▸ **LISTED RECORDS**
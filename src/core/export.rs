use chrono::{DateTime, Utc};
use serde::{Deserialize, Serialize};
use std::collections::HashMap;
use std::fs;
use std::path::Path;
use tracing::info;

use crate::core::product_manager::ProductManager;
use crate::models::{PriceObservation, Product};
use crate::utils::error::Result;

/// JSON snapshot of every product and its full price history.
#[derive(Debug, Clone, PartialEq, Serialize, Deserialize)]
pub struct ExportDocument {
    pub export_date: DateTime<Utc>,
    pub products: Vec<ProductExport>,
}

#[derive(Debug, Clone, PartialEq, Serialize, Deserialize)]
pub struct ProductExport {
    #[serde(flatten)]
    pub product: Product,
    pub observations: Vec<PriceObservation>,
}

impl ExportDocument {
    /// Groups observations under their products, keeping insertion order.
    pub fn build(products: Vec<Product>, observations: Vec<PriceObservation>) -> Self {
        let mut by_product: HashMap<String, Vec<PriceObservation>> = HashMap::new();
        for observation in observations {
            by_product
                .entry(observation.product_id.clone())
                .or_default()
                .push(observation);
        }

        let products = products
            .into_iter()
            .map(|product| ProductExport {
                observations: by_product.remove(&product.id).unwrap_or_default(),
                product,
            })
            .collect();

        Self {
            export_date: Utc::now(),
            products,
        }
    }

    pub async fn collect(manager: &ProductManager) -> Result<Self> {
        let products = manager.list_products().await?;
        let observations = manager.history().list_all().await?;
        Ok(Self::build(products, observations))
    }

    pub fn observation_count(&self) -> usize {
        self.products.iter().map(|p| p.observations.len()).sum()
    }

    pub fn to_json(&self) -> Result<String> {
        Ok(serde_json::to_string_pretty(self)?)
    }

    pub fn from_json(json: &str) -> Result<Self> {
        Ok(serde_json::from_str(json)?)
    }

    pub fn save(&self, path: &Path) -> Result<()> {
        fs::write(path, self.to_json()?)?;
        info!(
            "Exported {} products and {} observations to {}",
            self.products.len(),
            self.observation_count(),
            path.display()
        );
        Ok(())
    }
}
pub mod error;
use super::*;
use price_tracker::core::scraper::WebScraper;
use price_tracker::models::FetchMethod;
use wiremock::matchers::{header_exists, method, path};
use wiremock::{Mock, ResponseTemplate};

#[tokio::test]
async fn test_detection_with_custom_selector() -> anyhow::Result<()> {
    let env = create_test_env().await?;
    Mock::given(method("GET"))
        .and(path("/tv"))
        .and(header_exists("user-agent"))
        .respond_with(ResponseTemplate::new(200).set_body_string(
            r#"<div class="price">$999.00</div><div id="deal"><b>$1,149.50</b></div>"#,
        ))
        .mount(&env.server)
        .await;

    let scraper = WebScraper::new(&env.ctx.config.scraper)?;

    let report = scraper.test_detection(&env.url("/tv"), Some("#deal b")).await;
    let reading = report.reading.expect("price detected");
    assert_eq!(reading.price, dec("1149.50"));
    assert_eq!(reading.method, FetchMethod::Http);

    let report = scraper.test_detection(&env.url("/tv"), None).await;
    assert_eq!(report.reading.map(|r| r.price), Some(dec("999.00")));
    Ok(())
}

#[tokio::test]
async fn test_detection_reports_http_errors() -> anyhow::Result<()> {
    let env = create_test_env().await?;
    Mock::given(method("GET"))
        .and(path("/gone"))
        .respond_with(ResponseTemplate::new(503))
        .mount(&env.server)
        .await;

    let scraper = WebScraper::new(&env.ctx.config.scraper)?;
    let report = scraper.test_detection(&env.url("/gone"), None).await;

    assert!(report.reading.is_none());
    assert!(report.error.unwrap().contains("503"));
    Ok(())
}

#[tokio::test]
async fn test_check_all_isolates_failures() -> anyhow::Result<()> {
    let env = create_test_env().await?;
    serve_price(&env, "/good", "15.00").await;
    let good = add_product(&env, "/good", None).await?;
    let bad = add_product(&env, "/bad", None).await?;

    let results = env.ctx.product_manager.check_all().await?;
    assert_eq!(results.len(), 2);

    let good_result = results.iter().find(|r| r.product_id == good.id).unwrap();
    let bad_result = results.iter().find(|r| r.product_id == bad.id).unwrap();
    assert!(good_result.success);
    assert!(!bad_result.success);

    assert_eq!(env.ctx.history().count(&good.id).await?, 1);
    assert_eq!(env.ctx.history().count(&bad.id).await?, 0);

    // A later success clears the failure streak
    Mock::given(method("GET"))
        .and(path("/bad"))
        .respond_with(ResponseTemplate::new(200).set_body_string(price_page("3.50")))
        .mount(&env.server)
        .await;
    let bad = env.ctx.product_manager.get_product(&bad.id).await?;
    assert_eq!(bad.error_count, 1);
    env.ctx.product_manager.check_product(&bad).await?;
    let bad = env.ctx.product_manager.get_product(&bad.id).await?;
    assert_eq!(bad.error_count, 0);
    assert!(bad.last_error.is_none());
    Ok(())
}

▸ **TASK DESCRIPTION**
Output the lines from the one with "assert_eq!(bad.error_count, 1);" through the end of the records above, exactly, including both ends, and nothing besides.

▸ **TASK SOLUTION**
    assert_eq!(bad.error_count, 1);
    env.ctx.product_manager.check_product(&bad).await?;
    let bad = env.ctx.product_manager.get_product(&bad.id).await?;
    assert_eq!(bad.error_count, 0);
    assert!(bad.last_error.is_none());
    Ok(())
}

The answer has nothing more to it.